Problem details: Could you retype every entry below exactly as written?

----------------------------------------

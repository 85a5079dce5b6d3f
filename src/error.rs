// src/error.rs

use std::path::PathBuf;
use thiserror::Error;

/// Every failure the parsers, engines and writers can report.
#[derive(Debug, Error)]
pub enum ClasparError {
    #[error("I/O error: {0}")]
    Io(#[from] std::io::Error),

    #[error("could not read filter thresholds file {path}: {source}")]
    ConfigRead {
        path: PathBuf,
        source: std::io::Error,
    },

    #[error("invalid filter thresholds: {0}")]
    ConfigParse(#[from] serde_yaml::Error),

    #[error("filter section `{0}` is missing from the configuration")]
    MissingSection(String),

    #[error("required filters missing from `{section}`: {}", .missing.join(", "))]
    MissingFilters {
        section: String,
        missing: Vec<String>,
    },

    #[error("sample record is missing key `{0}`")]
    MissingRecordKey(String),

    #[error("{table} data is missing expected field `{field}`")]
    MissingField { table: &'static str, field: String },

    #[error("malformed {table} row {row}: {message}")]
    MalformedRow {
        table: &'static str,
        row: usize,
        message: String,
    },

    #[error("invalid containment index {value:?} in row {row}")]
    InvalidContainmentIndex { row: usize, value: String },

    #[error("cannot parse samplesheet: {0}")]
    Samplesheet(String),

    #[error("analysis record failed validation: {}", .0.join("; "))]
    InvalidAnalysis(Vec<String>),

    #[error("JSON error: {0}")]
    Json(#[from] serde_json::Error),

    #[error("CSV error: {0}")]
    Csv(#[from] csv::Error),
}

pub type Result<T> = std::result::Result<T, ClasparError>;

----------------------------------------

Answer:
repository 85a5079dce5b6d3f
filename src/error.rs
// src/error.rs

use std::path::PathBuf;
use thiserror::Error;

/// Every failure the parsers, engines and writers can report.
#[derive(Debug, Error)]
pub enum ClasparError {
    #[error("I/O error: {0}")]
    Io(#[from] std::io::Error),

    #[error("could not read filter thresholds file {path}: {source}")]
    ConfigRead {
        path: PathBuf,
        source: std::io::Error,
    },

    #[error("invalid filter thresholds: {0}")]
    ConfigParse(#[from] serde_yaml::Error),

    #[error("filter section `{0}` is missing from the configuration")]
    MissingSection(String),

    #[error("required filters missing from `{section}`: {}", .missing.join(", "))]
    MissingFilters {
        section: String,
        missing: Vec<String>,
    },

    #[error("sample record is missing key `{0}`")]
    MissingRecordKey(String),

    #[error("{table} data is missing expected field `{field}`")]
    MissingField { table: &'static str, field: String },

    #[error("malformed {table} row {row}: {message}")]
    MalformedRow {
        table: &'static str,
        row: usize,
        message: String,
    },

    #[error("invalid containment index {value:?} in row {row}")]
    InvalidContainmentIndex { row: usize, value: String },

    #[error("cannot parse samplesheet: {0}")]
    Samplesheet(String),

    #[error("analysis record failed validation: {}", .0.join("; "))]
    InvalidAnalysis(Vec<String>),

    #[error("JSON error: {0}")]
    Json(#[from] serde_json::Error),

    #[error("CSV error: {0}")]
    Csv(#[from] csv::Error),
}

pub type Result<T> = std::result::Result<T, ClasparError>;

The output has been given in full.